I also want to be sure that I asked and thought about it well enough if I'm gonna summon the courage to refuse to work with him. I felt the need to talk to someone but, for various reasons,  I suspect no one else understands just how conflicting.

Is my reasoning good? Are my conclusions the right ones? Is there another solution?
If you have ideas please tell me.

I made a tree for thinking more clearly.

Comments & Events

Elliot, Fallible Ideas
A lot of context could be relevant. Some examples of things to consider and possibly to answer here:

what is the software? why does the school want custom software? there's tons of school/office/business/etc management software, of many varieties, already available.

What type of school? preschool, elementary, middle, high, university, adult immigrant English language classes, code bootcamp, trades (e.g. electrician, plumber, welder), etc.

how/why would you guys get the job? is it due to a social network relationship that Chris has with someone at the school?

how good are Chris' or your prospects to get other work? how are your finances? how well does the job pay?

how did you and Chris become partners?
Elliot, Fallible Ideas
It sounds like you think the job is similar to helping write software for the a Chinese prison camp full of uighur muslims, or for the Chinese internet censorship firewall or secret police or intelligence agencies. Or like writing software for a Nazi concentration camp. Is that it? If you say that, I imagine Chris will say you're overreacting and the comparison is wrong.

If you think it's a weaker issue than some or all of those, but still bad, you could try to clarify the difference.

If it's fully as bad as those, but other people don't see it, you could try to explain what mistakes you think they're making.

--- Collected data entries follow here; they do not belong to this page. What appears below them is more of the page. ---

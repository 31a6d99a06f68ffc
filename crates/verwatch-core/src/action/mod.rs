//! Commands and WebHooks
//!
//! Each action owns a [`RunGate`] holding its rate-limit floor and is
//! addressed in the fails table by its [`ActionKey`]. Dispatch, floor
//! bookkeeping and result recording live in the orchestrator; an
//! action only knows how to run once.

mod command;
mod webhook;

pub use command::CommandAction;
pub use webhook::{WebHookAction, WebHookKind};

use crate::context::{Timing, WatchContext};
use crate::error::{ActionError, ConfigErrors};
use async_trait::async_trait;
use chrono::{DateTime, Utc};
use parking_lot::RwLock;
use std::fmt;
use std::time::Duration;
use verwatch_filter::TemplateContext;
use verwatch_status::{ActionKey, Status};

/// Add a std duration to a timestamp, saturating
#[must_use]
pub fn add_duration(at: DateTime<Utc>, duration: Duration) -> DateTime<Utc> {
    chrono::Duration::from_std(duration)
        .ok()
        .and_then(|d| at.checked_add_signed(d))
        .unwrap_or(DateTime::<Utc>::MAX_UTC)
}

/// Rate-limit floor of one action
#[derive(Debug)]
pub struct RunGate {
    next_runnable: RwLock<DateTime<Utc>>,
}

impl Default for RunGate {
    fn default() -> Self {
        Self::new()
    }
}

impl RunGate {
    /// Create new gate, runnable immediately
    #[must_use]
    pub fn new() -> Self {
        Self {
            next_runnable: RwLock::new(DateTime::<Utc>::UNIX_EPOCH),
        }
    }

    /// Whether the floor has passed
    #[must_use]
    pub fn is_runnable(&self) -> bool {
        Utc::now() >= *self.next_runnable.read()
    }

    /// Current floor
    #[must_use]
    pub fn next_runnable(&self) -> DateTime<Utc> {
        *self.next_runnable.read()
    }

    /// Set the floor
    pub fn set_next_runnable(&self, at: DateTime<Utc>) {
        *self.next_runnable.write() = at;
    }

    /// Claim the gate for a run if runnable
    ///
    /// Pushes the floor out by `hold` so a concurrent dispatcher cannot
    /// start the same action. Returns false if not runnable.
    pub fn try_claim(&self, hold: Duration) -> bool {
        let now = Utc::now();
        let mut floor = self.next_runnable.write();
        if now < *floor {
            return false;
        }
        *floor = add_duration(now, hold);
        true
    }

    /// Set the floor after a run finished
    ///
    /// Pass: `now + 2 × interval`. Fail: `now + timing.failed_floor`.
    pub fn finish(&self, passed: bool, interval: Duration, timing: &Timing) -> DateTime<Utc> {
        let hold = if passed {
            interval.saturating_mul(2)
        } else {
            timing.failed_floor
        };
        let at = add_duration(Utc::now(), hold);
        self.set_next_runnable(at);
        at
    }
}

/// Everything an action may read while running
#[derive(Debug, Clone, Copy)]
pub struct Invocation<'a> {
    /// Owning service
    pub service_id: &'a str,
    /// Version the action is run for
    pub version: &'a str,
    /// Owning service's status (deletion flag)
    pub status: &'a Status,
    /// Shared runtime context
    pub ctx: &'a WatchContext,
}

impl Invocation<'_> {
    /// Template values
    #[must_use]
    pub fn template(&self) -> TemplateContext<'_> {
        TemplateContext::new(self.service_id, self.version)
    }
}

/// A Command or WebHook
#[async_trait]
pub trait Action: Send + Sync + fmt::Debug {
    /// Fails-table address
    fn key(&self) -> ActionKey;

    /// Rate-limit floor
    fn gate(&self) -> &RunGate;

    /// Whether `now >= next_runnable`
    fn is_runnable(&self) -> bool {
        self.gate().is_runnable()
    }

    /// Current floor
    fn next_runnable(&self) -> DateTime<Utc> {
        self.gate().next_runnable()
    }

    /// Set the floor
    fn set_next_runnable(&self, at: DateTime<Utc>) {
        self.gate().set_next_runnable(at);
    }

    /// Wait before an auto-approved run
    fn delay(&self) -> Duration {
        Duration::ZERO
    }

    /// Suppress the failure notification
    fn silent_fails(&self) -> bool {
        false
    }

    /// Identity of the definition, equal fingerprints carry fail state
    /// across a service edit
    fn fingerprint(&self) -> String;

    /// Validate configuration, paths are prefixed with `prefix`
    fn check_values(&self, prefix: &str) -> ConfigErrors {
        let _ = prefix;
        ConfigErrors::new()
    }

    /// Run once
    ///
    /// # Errors
    /// - `ActionError` describing why the run failed
    async fn run(&self, invocation: &Invocation<'_>) -> Result<(), ActionError>;
}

Writing out more of your reasoning would help you think it through better, get criticism, be in a better position to communicate with Chris, etc.
Elliot, Fallible Ideas
you believe schools are like prisons. have you debated anyone on that claim? organized your position and shared it publicly with essays or links? if not, why are you very confident about an unusual, contrarian, unconventional claim?
Farouk
Yes, I used the prison "metaphor" to think about this.  I do think that schools are like prisons, for the innocent. 

Chris would get the job from a friend of his. It is a private middle school and it will help parents with their payments, the admins of the school too.  I don't have to worry about money. It will be a setback but would I still live very well and I don't make my own living yet. I don't "need" it to live, I need it as practice and for the portfolio and future jobs with Chris.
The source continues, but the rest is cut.